Last night I watched Have I Got a Bit More News for You?, which is the extended Saturday night version of the BBC’s popular current affairs and comedy quizz show. Something interesting was said, and even more interestingly, not contradicted. HIGN4Y regular Ian Hislop was commenting on the Mini- Pre- Budget that isn’t really a Budget, but really is. He said that the country had got into terrible trouble because of everyone borrowing too much money. And the government’s answer is that the government is going to borrow lots more money. General derision, and no contradictions from anybody. I don’t know what Germaine Greer’s economic policy prejudices are, but going by her other opinions, I thought maybe she might make some attempt to defend the government’s economic policy, if only by quickly changing the subject. No. Nothing like that.

Come to think of it, I have all this on my telly hard disc. Bear with me. Yes, here we go:

Hislop: “It’s a whole package of measures to save us all! We’ve got into terrible trouble for years by excess borrowing, so we’re going to … borrow!!!!!” Derisive hand gesture. Derisive laughter from studio audience. “That’s it, that’s the whole report.”

Young Comedian sitting next to Hislop: “Isn’t it that we’re going to be a trillion pounds in debt, after this?”

Hislop: “Yes.”

Young Comedian: “That is an awful lot … If you bring up your bank balance and it says that, you’ll feel pretty crushed, I think.”

Hislop: “It’s bad, isn’t it?”

Young Comedian: “I don’t know how I’m going to make that back, Ian.”

Hislop: “Well, you’re young enough that you will have to make it back. We’ll all be dead.”

Young Comedian: “I suppose so. I thought no one else looked as worried about it as I was. What was Damien Hirst doing in the middle of that?”

Damien Hirst has been laying off art workers. When the silly price of silly art slumps, you know the economy is tanking. Later, they had a reference to the fact that the bail-out is costing us twice what World War 1 cost us. Paul Merton said that this won’t be over by Christmas either, to general laughter. And, as I say, not a peep out of Germaine G about this catastrophe.

The central point is this. We borrowed far too much – Now the government says we must borrow far too much more thereby making our children and grandchildren into tax serfs – How idiotic is that? This is fast becoming the Grand Narrative here. If so, and given that the Conservatives are saying this too, that Labour melt-down is becoming a real possibility.

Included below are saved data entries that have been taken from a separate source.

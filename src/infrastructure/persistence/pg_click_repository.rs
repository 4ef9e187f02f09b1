//! PostgreSQL implementation of the click repository.

use async_trait::async_trait;
use sqlx::PgPool;
use std::sync::Arc;

use crate::domain::entities::NewClick;
use crate::domain::repositories::ClickRepository;
use crate::error::AppError;

/// PostgreSQL repository for the append-only clicks table.
pub struct PgClickRepository {
    pool: Arc<PgPool>,
}

impl PgClickRepository {
    pub fn new(pool: Arc<PgPool>) -> Self {
        Self { pool }
    }
}

#[async_trait]
impl ClickRepository for PgClickRepository {
    async fn insert(&self, new_click: NewClick) -> Result<(), AppError> {
        sqlx::query(
            "INSERT INTO clicks \
             (short_link_id, ip_address, referer, user_agent, country, city, device_type, browser, os) \
             VALUES ($1, $2, $3, $4, $5, $6, $7, $8, $9)",
        )
        .bind(new_click.short_link_id)
        .bind(&new_click.ip_address)
        .bind(&new_click.referer)
        .bind(&new_click.user_agent)
        .bind(&new_click.country)
        .bind(&new_click.city)
        .bind(&new_click.device_type)
        .bind(&new_click.browser)
        .bind(&new_click.os)
        .execute(self.pool.as_ref())
        .await?;

        Ok(())
    }
}
#[async_trait]
impl StatsRepository for MemoryStatsRepository {
    async fn total_links(&self, user_id: i64) -> Result<i64, AppError> {
        Ok(self
            .0
            .links
            .lock()
            .unwrap()
            .iter()
            .filter(|l| l.owner.is_owned_by(user_id))
            .count() as i64)
    }

    async fn total_visits(&self, user_id: i64) -> Result<i64, AppError> {
        let owned_ids: Vec<i64> = self
            .0
            .links
            .lock()
            .unwrap()
            .iter()
            .filter(|l| l.owner.is_owned_by(user_id))
            .map(|l| l.id)
            .collect();

        Ok(self
            .0
            .clicks
            .lock()
            .unwrap()
            .iter()
            .filter(|c| owned_ids.contains(&c.short_link_id))
            .count() as i64)
    }

    async fn last_7_days(&self, user_id: i64) -> Result<Vec<DailyVisits>, AppError> {
        let total = self.total_visits(user_id).await?;
        if total == 0 {
            return Ok(vec![]);
        }
        Ok(vec![DailyVisits {
            day: Utc::now().date_naive(),
            count: total,
        }])
    }
}

// ---------------------------------------------------------------------------
// Cache fake
// ---------------------------------------------------------------------------

#[derive(Default)]
pub struct MemoryCache {
    entries: Mutex<HashMap<String, String>>,
}

impl MemoryCache {
    pub fn entry(&self, key: &str) -> Option<String> {
        self.entries.lock().unwrap().get(key).cloned()
    }
}
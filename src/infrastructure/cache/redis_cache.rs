//! Redis-backed cache implementation.

use super::service::{CacheError, CacheResult, CacheService};
use async_trait::async_trait;
use redis::{AsyncCommands, Client, aio::ConnectionManager};
use tracing::{debug, error, info, warn};

/// Redis cache implementation.
///
/// Uses connection pooling via `ConnectionManager` for efficient
/// connection reuse. All operations are fail-open: errors are logged but
/// don't propagate to callers.
pub struct RedisCache {
    client: ConnectionManager,
}

impl RedisCache {
    /// Connects to Redis and validates the connection with a PING.
    ///
    /// # Errors
    ///
    /// Returns [`CacheError::ConnectionError`] if the URL is invalid, the
    /// connection cannot be established, or the PING health check fails.
    pub async fn connect(redis_url: &str) -> CacheResult<Self> {
        info!("Connecting to Redis");

        let client = Client::open(redis_url).map_err(|e| {
            CacheError::ConnectionError(format!("Failed to create Redis client: {}", e))
        })?;

        let manager = ConnectionManager::new(client).await.map_err(|e| {
            CacheError::ConnectionError(format!("Failed to connect to Redis: {}", e))
        })?;

        let mut test_conn = manager.clone();
        test_conn
            .ping::<()>()
            .await
            .map_err(|e| CacheError::ConnectionError(format!("Redis PING failed: {}", e)))?;

        info!("Connected to Redis");

        Ok(Self { client: manager })
    }
}

#[async_trait]
impl CacheService for RedisCache {
    async fn get(&self, key: &str) -> CacheResult<Option<String>> {
        let mut conn = self.client.clone();

        match conn.get::<_, Option<String>>(key).await {
            Ok(Some(value)) => {
                debug!("Cache HIT: {}", key);
                Ok(Some(value))
            }
            Ok(None) => {
                debug!("Cache MISS: {}", key);
                Ok(None)
            }
            Err(e) => {
                error!("Redis GET error for {}: {}", key, e);
                Ok(None)
            }
        }
    }

    async fn set(&self, key: &str, value: &str, ttl_seconds: u64) -> CacheResult<()> {
        let mut conn = self.client.clone();

        match conn.set_ex::<_, _, ()>(key, value, ttl_seconds).await {
            Ok(_) => {
                debug!("Cache SET: {} (TTL: {}s)", key, ttl_seconds);
                Ok(())
            }
            Err(e) => {
                warn!("Redis SET error for {}: {}", key, e);
                Ok(())
            }
        }
    }

    async fn del(&self, keys: &[&str]) -> CacheResult<()> {
        if keys.is_empty() {
            return Ok(());
        }
        let mut conn = self.client.clone();

        match conn.del::<_, i64>(keys).await {
            Ok(deleted) => {
                if deleted > 0 {
                    debug!("Cache DEL: {:?}", keys);
                }
                Ok(())
            }
            Err(e) => {
                warn!("Redis DEL error for {:?}: {}", keys, e);
                Ok(())
            }
        }
    }

    async fn incr(&self, key: &str) -> CacheResult<()> {
        let mut conn = self.client.clone();

        match conn.incr::<_, _, i64>(key, 1).await {
            Ok(_) => Ok(()),
            Err(e) => {
                warn!("Redis INCR error for {}: {}", key, e);
                Ok(())
            }
        }
    }

    async fn health_check(&self) -> bool {
        let mut conn = self.client.clone();
        conn.ping::<()>().await.is_ok()
    }
}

10 comments to A Bit More News for Gordon Brown and his party

  • Midwesterner


    I don’t know how this is being handled in the UK but an as yet unanswerable question that concerns me re the US is whether this bail-out/rescue/stimulus (helicopter money) will be billed to the taxpayers or to holders of dollars. It comes down to whether or not the the ‘loan’ is payed back and if not, is it covered with newly created money (devaluing existing dollars) or with money extracted from the tax payers. The third option would be for the gov to default on its own debts but I don’t see that happening. They would just create new money if it came to that strait.

    I assume there is a similar question with regard to the UK/Brown bail-out/rescue/stimulus package(s). If the inflationary money creating approach is taken and the pound fails as a currency, the consequences are much different than if the dollar fails. The UK would be forced into the Euro and all that that entails. I recommend watching the usual suspect Europhiles and the EU directives for any deliberate pound trashing activities. Quite likely some sort of euros for pounds swap will be proposed. One more way to soak the UK to fund the continent.

  • Michael Taylor

    Brian, it’s not ‘a narrative’, it’s the truth.

    There is all the difference in the world.

  • Paul Marks

    Yes the “I have news for you” crowd may be media types with, normally, off-the-peg “progressive” opinoion. But they are also (and this I am often guilty of forgetting) intelligent people with a lot of common sense when it comes to organizing their own lives and work.

    So when these men look at the idea that vast debts (often created by funny money that had no real existance as savings in the first place) can be dealt with by yet more “lending” (i.e. more “expansion of the money supply”) such things as “the hair of the dog” in relation to the problems with booze, or “one more score”, in relation to the withdrawing from drugs spring to mind.

    Milton Friedman actually pointed this out – but (tragically) he was a trained mainstream economist who had been taught from his most early years that it was the duty of government to bailout financial markets in a time of crises.

    The many years of training (training in things that are just not true) is something that the “I have news for you” people do not have.

    Their common sense tells them that if one man borrows then another man must save (not consume) this amount of borrowing – not just a bit of the borrowing (otherwise “where did the money come from that was borrowed” – where indeed).

    And their common sense also tells them that if someone lends money (in some very complex way) to people who do not pay them back, then the lender goes bankrupt.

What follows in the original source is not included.